[Stored items]
*** Begin section ***

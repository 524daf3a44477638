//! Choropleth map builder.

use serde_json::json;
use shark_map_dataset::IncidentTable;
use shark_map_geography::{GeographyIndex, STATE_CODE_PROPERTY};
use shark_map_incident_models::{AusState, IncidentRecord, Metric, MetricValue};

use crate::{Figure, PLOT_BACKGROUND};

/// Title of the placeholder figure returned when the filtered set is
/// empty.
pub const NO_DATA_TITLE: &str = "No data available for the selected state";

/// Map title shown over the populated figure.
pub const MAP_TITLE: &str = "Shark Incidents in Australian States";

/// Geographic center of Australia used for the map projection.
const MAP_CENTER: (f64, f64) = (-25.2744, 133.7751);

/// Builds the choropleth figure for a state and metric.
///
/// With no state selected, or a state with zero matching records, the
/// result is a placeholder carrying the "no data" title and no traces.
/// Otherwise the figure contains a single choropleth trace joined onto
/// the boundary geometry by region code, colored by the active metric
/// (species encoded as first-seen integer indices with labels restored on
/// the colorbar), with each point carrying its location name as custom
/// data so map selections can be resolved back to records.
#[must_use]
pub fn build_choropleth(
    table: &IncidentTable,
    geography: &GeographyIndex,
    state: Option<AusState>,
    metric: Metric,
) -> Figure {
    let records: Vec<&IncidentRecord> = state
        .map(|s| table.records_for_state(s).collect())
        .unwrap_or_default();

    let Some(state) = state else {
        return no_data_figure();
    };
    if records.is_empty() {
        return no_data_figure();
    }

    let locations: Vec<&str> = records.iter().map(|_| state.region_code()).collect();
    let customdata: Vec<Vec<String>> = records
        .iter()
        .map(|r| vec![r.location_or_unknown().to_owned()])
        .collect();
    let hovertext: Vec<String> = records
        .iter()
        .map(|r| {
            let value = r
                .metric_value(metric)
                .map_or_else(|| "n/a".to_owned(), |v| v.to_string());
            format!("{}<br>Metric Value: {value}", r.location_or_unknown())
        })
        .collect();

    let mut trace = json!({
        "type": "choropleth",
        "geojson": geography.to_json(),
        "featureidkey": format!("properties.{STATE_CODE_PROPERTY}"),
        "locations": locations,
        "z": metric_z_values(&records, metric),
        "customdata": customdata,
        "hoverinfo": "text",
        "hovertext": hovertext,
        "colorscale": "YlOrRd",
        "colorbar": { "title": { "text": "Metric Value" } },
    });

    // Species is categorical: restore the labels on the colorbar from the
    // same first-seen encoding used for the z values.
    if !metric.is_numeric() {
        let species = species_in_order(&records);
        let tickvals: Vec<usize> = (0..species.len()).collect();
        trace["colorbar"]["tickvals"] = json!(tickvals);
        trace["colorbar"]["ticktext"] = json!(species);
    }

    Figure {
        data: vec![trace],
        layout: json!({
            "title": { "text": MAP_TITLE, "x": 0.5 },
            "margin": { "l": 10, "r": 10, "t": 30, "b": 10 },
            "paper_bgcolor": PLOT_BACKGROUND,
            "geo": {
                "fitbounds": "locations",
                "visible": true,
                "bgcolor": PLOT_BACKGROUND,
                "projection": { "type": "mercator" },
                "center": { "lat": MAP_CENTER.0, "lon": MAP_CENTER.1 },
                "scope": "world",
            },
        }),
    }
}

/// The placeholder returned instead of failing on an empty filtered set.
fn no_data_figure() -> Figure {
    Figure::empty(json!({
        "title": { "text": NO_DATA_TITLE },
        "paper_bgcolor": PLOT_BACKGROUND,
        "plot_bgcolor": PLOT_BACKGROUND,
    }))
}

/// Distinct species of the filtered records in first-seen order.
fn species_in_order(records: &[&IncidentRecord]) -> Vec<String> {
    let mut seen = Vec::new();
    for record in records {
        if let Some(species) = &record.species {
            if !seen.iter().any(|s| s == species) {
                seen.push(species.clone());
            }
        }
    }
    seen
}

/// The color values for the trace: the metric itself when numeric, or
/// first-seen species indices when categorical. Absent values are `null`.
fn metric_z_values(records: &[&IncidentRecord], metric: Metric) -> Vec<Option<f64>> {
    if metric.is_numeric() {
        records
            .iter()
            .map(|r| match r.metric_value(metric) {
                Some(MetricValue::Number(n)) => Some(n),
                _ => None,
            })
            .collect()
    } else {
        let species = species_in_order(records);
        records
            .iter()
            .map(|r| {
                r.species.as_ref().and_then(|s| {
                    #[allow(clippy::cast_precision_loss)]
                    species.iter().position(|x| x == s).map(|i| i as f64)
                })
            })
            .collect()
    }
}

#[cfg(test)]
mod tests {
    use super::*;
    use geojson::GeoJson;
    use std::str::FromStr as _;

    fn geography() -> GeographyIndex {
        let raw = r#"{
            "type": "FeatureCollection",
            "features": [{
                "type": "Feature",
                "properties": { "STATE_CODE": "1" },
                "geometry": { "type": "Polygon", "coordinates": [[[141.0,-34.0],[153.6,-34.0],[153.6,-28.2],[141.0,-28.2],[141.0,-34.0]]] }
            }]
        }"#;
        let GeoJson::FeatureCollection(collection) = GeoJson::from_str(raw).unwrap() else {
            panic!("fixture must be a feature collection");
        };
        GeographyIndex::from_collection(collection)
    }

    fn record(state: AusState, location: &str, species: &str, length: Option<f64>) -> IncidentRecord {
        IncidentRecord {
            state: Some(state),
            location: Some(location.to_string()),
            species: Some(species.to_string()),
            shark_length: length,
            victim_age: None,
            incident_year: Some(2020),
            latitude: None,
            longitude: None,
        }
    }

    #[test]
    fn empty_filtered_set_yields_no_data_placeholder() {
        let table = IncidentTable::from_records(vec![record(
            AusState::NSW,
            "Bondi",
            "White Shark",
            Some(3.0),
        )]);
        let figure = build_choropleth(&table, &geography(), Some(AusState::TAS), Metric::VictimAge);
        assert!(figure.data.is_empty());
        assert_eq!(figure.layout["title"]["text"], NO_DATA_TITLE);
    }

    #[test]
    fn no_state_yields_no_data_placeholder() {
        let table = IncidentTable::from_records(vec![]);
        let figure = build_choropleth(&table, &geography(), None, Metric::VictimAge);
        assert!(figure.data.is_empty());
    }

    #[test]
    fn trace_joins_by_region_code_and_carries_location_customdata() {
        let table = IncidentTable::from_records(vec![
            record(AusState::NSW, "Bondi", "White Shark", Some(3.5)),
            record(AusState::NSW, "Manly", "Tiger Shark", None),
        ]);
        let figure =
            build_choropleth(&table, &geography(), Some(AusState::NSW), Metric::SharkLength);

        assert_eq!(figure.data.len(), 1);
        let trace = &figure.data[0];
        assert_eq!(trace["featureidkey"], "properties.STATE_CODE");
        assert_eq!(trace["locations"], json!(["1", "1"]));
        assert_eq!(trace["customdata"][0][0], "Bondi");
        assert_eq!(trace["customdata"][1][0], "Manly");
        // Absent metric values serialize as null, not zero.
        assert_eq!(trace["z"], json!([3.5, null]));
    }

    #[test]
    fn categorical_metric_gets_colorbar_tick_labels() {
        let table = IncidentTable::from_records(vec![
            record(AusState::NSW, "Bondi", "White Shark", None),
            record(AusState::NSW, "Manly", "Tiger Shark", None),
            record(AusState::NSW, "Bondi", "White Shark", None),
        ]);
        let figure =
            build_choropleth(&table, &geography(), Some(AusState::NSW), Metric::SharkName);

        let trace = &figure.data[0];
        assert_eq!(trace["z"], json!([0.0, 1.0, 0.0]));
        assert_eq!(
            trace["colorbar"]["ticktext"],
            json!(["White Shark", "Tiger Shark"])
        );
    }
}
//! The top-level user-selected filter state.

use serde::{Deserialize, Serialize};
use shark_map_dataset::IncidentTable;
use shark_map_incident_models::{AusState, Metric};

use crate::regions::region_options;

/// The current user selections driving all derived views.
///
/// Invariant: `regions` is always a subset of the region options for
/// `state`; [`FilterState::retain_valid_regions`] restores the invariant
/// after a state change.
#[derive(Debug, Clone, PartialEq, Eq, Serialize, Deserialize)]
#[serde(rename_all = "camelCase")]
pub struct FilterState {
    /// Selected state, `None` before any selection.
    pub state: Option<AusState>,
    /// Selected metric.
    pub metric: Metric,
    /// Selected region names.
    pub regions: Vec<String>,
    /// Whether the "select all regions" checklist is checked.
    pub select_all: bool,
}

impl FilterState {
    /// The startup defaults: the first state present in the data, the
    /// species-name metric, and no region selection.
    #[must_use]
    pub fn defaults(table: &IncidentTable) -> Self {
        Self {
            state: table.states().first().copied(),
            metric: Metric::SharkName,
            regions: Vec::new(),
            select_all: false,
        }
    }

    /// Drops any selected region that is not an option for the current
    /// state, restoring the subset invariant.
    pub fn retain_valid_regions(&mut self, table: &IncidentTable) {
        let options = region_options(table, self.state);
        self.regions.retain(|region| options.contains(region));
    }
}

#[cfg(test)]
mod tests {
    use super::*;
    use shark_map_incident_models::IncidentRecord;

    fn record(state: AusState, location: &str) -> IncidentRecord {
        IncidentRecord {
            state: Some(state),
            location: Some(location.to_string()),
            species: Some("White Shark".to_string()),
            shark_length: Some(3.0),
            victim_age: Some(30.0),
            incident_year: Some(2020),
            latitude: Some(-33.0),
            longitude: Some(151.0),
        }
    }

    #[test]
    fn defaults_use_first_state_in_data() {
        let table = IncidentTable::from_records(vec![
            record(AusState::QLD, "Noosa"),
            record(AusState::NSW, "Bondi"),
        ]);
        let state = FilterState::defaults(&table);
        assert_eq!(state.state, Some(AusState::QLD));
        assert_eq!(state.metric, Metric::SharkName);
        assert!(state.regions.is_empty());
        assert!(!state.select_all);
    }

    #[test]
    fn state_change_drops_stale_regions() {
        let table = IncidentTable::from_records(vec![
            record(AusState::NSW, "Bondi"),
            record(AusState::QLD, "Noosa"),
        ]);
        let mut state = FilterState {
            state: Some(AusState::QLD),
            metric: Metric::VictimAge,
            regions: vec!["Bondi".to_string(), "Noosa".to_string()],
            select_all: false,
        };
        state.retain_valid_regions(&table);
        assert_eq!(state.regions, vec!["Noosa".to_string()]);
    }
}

*** End section ***

→ **TASK STATEMENT**
Transcribe the records from their first line. Stop after the line with "labels restored on", including it.

→ **COMPLETED EXERCISE**
repository 524daf3a44477638
//! Choropleth map builder.

use serde_json::json;
use shark_map_dataset::IncidentTable;
use shark_map_geography::{GeographyIndex, STATE_CODE_PROPERTY};
use shark_map_incident_models::{AusState, IncidentRecord, Metric, MetricValue};

use crate::{Figure, PLOT_BACKGROUND};

/// Title of the placeholder figure returned when the filtered set is
/// empty.
pub const NO_DATA_TITLE: &str = "No data available for the selected state";

/// Map title shown over the populated figure.
pub const MAP_TITLE: &str = "Shark Incidents in Australian States";

/// Geographic center of Australia used for the map projection.
const MAP_CENTER: (f64, f64) = (-25.2744, 133.7751);

/// Builds the choropleth figure for a state and metric.
///
/// With no state selected, or a state with zero matching records, the
/// result is a placeholder carrying the "no data" title and no traces.
/// Otherwise the figure contains a single choropleth trace joined onto
/// the boundary geometry by region code, colored by the active metric
/// (species encoded as first-seen integer indices with labels restored on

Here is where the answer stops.